A, informação trazida a público por Edna Flor põe luz sobre a situação do lixo em Araçatuba. Cabe ao Ministério Público do Meio Ambiente decifrar por quais motivos a Aeronáutica permitiu a ampliação de aterro em Paulínia e não em Araçatuba.


Outro fato intrigante é que em Paulínia, a Aeronáutica se posicionou favorável ao grupo Estre Ambiental. O mesmo que comprou 93 hectares de terra em Araçatuba, na região da Prata, para instalar um Centro de Gerenciamento de Resíduos para receber lixo de 31 cidades da região. Empreendimento que sõ não saiu do papel, pelo menos até o momento, porque duas leis no município impedem sua viabilização.
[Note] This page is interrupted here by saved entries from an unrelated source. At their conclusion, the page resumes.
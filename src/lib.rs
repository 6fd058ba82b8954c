//! Symbol Outline - render a document's symbol tree as indented pseudo-code
//!
//! The symbol tree comes from elsewhere (typically a language server's
//! `textDocument/documentSymbol` response); this crate only decides which
//! symbols to show and how to lay them out.
//!
//! # Example
//!
//! ```rust
//! use symbol_outline::{render_outline, RenderConfig, SymbolKind, SymbolNode};
//!
//! let symbols = vec![SymbolNode::new(SymbolKind::Class, "Foo")
//!     .with_child(SymbolNode::new(SymbolKind::Method, "bar"))];
//!
//! let text = render_outline(&symbols, &RenderConfig::default()).unwrap();
//! assert_eq!(text, "```js\n\nclass Foo {\n\tfunction bar\n}\n\n\n```");
//! ```

pub mod commands;
pub mod error;
pub mod host;
pub mod renderer;
pub mod styles;
pub mod symbols;

pub use commands::{run_command, Command};
pub use error::{CommandError, RenderError, SymbolLoadError};
pub use host::{DocumentId, SymbolProvider, TextDisplay};
pub use renderer::{Outline, RenderOptions, DEFAULT_FENCE_LANGUAGE};
pub use styles::{KindStyle, StyleError, StyleTable};
pub use symbols::{SymbolKind, SymbolNode};

use tracing::debug;

/// Configuration for a complete outline render
#[derive(Debug, Clone)]
pub struct RenderConfig {
    /// Symbol filtering options
    pub options: RenderOptions,
    /// Prefix and suffix for each symbol kind
    pub styles: StyleTable,
    /// Language tag on the opening fence
    pub fence_language: String,
}

impl Default for RenderConfig {
    fn default() -> Self {
        Self {
            options: RenderOptions::default(),
            styles: StyleTable::default(),
            fence_language: DEFAULT_FENCE_LANGUAGE.to_string(),
        }
    }
}

impl RenderConfig {
    /// Create a new configuration with defaults
    pub fn new() -> Self {
        Self::default()
    }

    /// Set the filtering options
    pub fn with_options(mut self, options: RenderOptions) -> Self {
        self.options = options;
        self
    }

    /// Set the style table
    pub fn with_styles(mut self, styles: StyleTable) -> Self {
        self.styles = styles;
        self
    }

    /// Set the language tag on the opening fence
    pub fn with_fence_language(mut self, language: impl Into<String>) -> Self {
        self.fence_language = language.into();
        self
    }
}

/// Render a top-level symbol list as a fenced outline
///
/// # Example
///
/// ```rust
/// use symbol_outline::{render_outline, RenderConfig, RenderOptions, SymbolKind, SymbolNode};
///
/// let symbols = vec![
///     SymbolNode::new(SymbolKind::Variable, "count"),
///     SymbolNode::new(SymbolKind::Class, "Foo"),
/// ];
/// let config = RenderConfig::new()
///     .with_options(RenderOptions::new().with_class_only(true))
///     .with_fence_language("ts");
///
/// let text = render_outline(&symbols, &config).unwrap();
/// assert_eq!(text, "```ts\n\nclass Foo\n\n\n```");
/// ```
pub fn render_outline(
    symbols: &[SymbolNode],
    config: &RenderConfig,
) -> Result<String, RenderError> {
    render_fenced(
        symbols,
        config.options,
        &config.styles,
        &config.fence_language,
    )
}

pub(crate) fn render_fenced(
    symbols: &[SymbolNode],
    options: RenderOptions,
    styles: &StyleTable,
    language: &str,
) -> Result<String, RenderError> {
    if !styles.is_total() {
        debug!(missing = ?styles.missing_kinds(), "rendering with a partial style table");
    }
    let outline = Outline::build(symbols, options, styles)?;
    debug!(
        symbols = symbols.iter().map(SymbolNode::subtree_len).sum::<usize>(),
        lines = outline.line_count(),
        empty = outline.is_empty(),
        simple = options.simple,
        class_only = options.class_only,
        "rendered outline"
    );
    Ok(renderer::fence(&outline.to_string(), language))
}
//! Outline generation from symbol trees
//!
//! Rendering happens in two passes. [`build_blocks`] walks the symbol tree,
//! applies the visibility rules and formats each visible symbol into an
//! [`OutlineBlock`]. [`Outline`]'s `Display` impl then writes the blocks out,
//! opening a brace after every block that has rendered children.

use std::fmt;

use crate::error::RenderError;
use crate::styles::StyleTable;
use crate::symbols::SymbolNode;

use super::RenderOptions;

/// One rendered symbol line and the rendered members beneath it
#[derive(Debug, Clone, PartialEq, Eq)]
pub struct OutlineBlock {
    /// Nesting level; the line is indented by this many tabs
    pub depth: usize,
    /// Formatted `<prefix> <name><suffix>` text, without indentation
    pub line: String,
    pub children: Vec<OutlineBlock>,
}

impl OutlineBlock {
    fn write_to(&self, f: &mut fmt::Formatter<'_>) -> fmt::Result {
        let tabs = "\t".repeat(self.depth);
        if self.children.is_empty() {
            return writeln!(f, "{}{}", tabs, self.line);
        }
        writeln!(f, "{}{} {{", tabs, self.line)?;
        for child in &self.children {
            child.write_to(f)?;
        }
        writeln!(f, "{}}}", tabs)
    }
}

/// A rendered outline body, before fencing
#[derive(Debug, Clone, Default, PartialEq, Eq)]
pub struct Outline {
    pub blocks: Vec<OutlineBlock>,
}

impl Outline {
    /// Build the outline of a top-level symbol list
    pub fn build(
        symbols: &[SymbolNode],
        options: RenderOptions,
        styles: &StyleTable,
    ) -> Result<Self, RenderError> {
        let blocks = build_blocks(symbols, 0, false, options, styles)?;
        Ok(Self { blocks })
    }

    pub fn is_empty(&self) -> bool {
        self.blocks.is_empty()
    }

    /// Total number of rendered lines, closing braces excluded
    pub fn line_count(&self) -> usize {
        fn count(blocks: &[OutlineBlock]) -> usize {
            blocks.iter().map(|b| 1 + count(&b.children)).sum()
        }
        count(&self.blocks)
    }
}

impl fmt::Display for Outline {
    fn fmt(&self, f: &mut fmt::Formatter<'_>) -> fmt::Result {
        for block in &self.blocks {
            block.write_to(f)?;
        }
        Ok(())
    }
}

/// Build outline blocks for `nodes` at the given nesting level
///
/// `is_outer_container` is true when the parent of `nodes` is a container
/// kind, which restricts the members shown. A symbol whose own line is
/// filtered out takes its whole subtree with it: there is no header line to
/// hang a brace block from.
pub fn build_blocks(
    nodes: &[SymbolNode],
    depth: usize,
    is_outer_container: bool,
    options: RenderOptions,
    styles: &StyleTable,
) -> Result<Vec<OutlineBlock>, RenderError> {
    let mut blocks = Vec::with_capacity(nodes.len());

    for node in nodes {
        if !is_visible(node, depth, is_outer_container, options) {
            continue;
        }

        let line = styles.lookup(node.kind)?.format(&node.name);

        let collapsed = options.simple && node.kind.is_callable();
        let children = if collapsed || !node.has_children() {
            Vec::new()
        } else {
            build_blocks(
                &node.children,
                depth + 1,
                node.kind.is_container(),
                options,
                styles,
            )?
        };

        blocks.push(OutlineBlock {
            depth,
            line,
            children,
        });
    }

    Ok(blocks)
}

fn is_visible(
    node: &SymbolNode,
    depth: usize,
    is_outer_container: bool,
    options: RenderOptions,
) -> bool {
    if is_outer_container && !node.kind.allowed_in_container() {
        return false;
    }
    if options.class_only && depth == 0 {
        return node.kind.is_container();
    }
    true
}

/// Render `nodes` at the given nesting level to text
///
/// Returns the empty string when nothing is visible.
pub fn render_nodes(
    nodes: &[SymbolNode],
    depth: usize,
    is_outer_container: bool,
    options: RenderOptions,
    styles: &StyleTable,
) -> Result<String, RenderError> {
    let blocks = build_blocks(nodes, depth, is_outer_container, options, styles)?;
    Ok(Outline { blocks }.to_string())
}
Outro fato curioso é que, pouco tempo após a Aeronáutica negar a ampliação do aterro em Araçatuba, a Prefeitura veio com a ideia de conceder a gestão dos resíduos a uma empresa, por meio de uma PPP (Parceria Público Privada) que previa a exportação de lixo para outras localidades. Iniciativa rechaçada pela Câmara há poucos dias. São questões que, certamente, serão bem analisadas pelo MP do Meio Ambiente.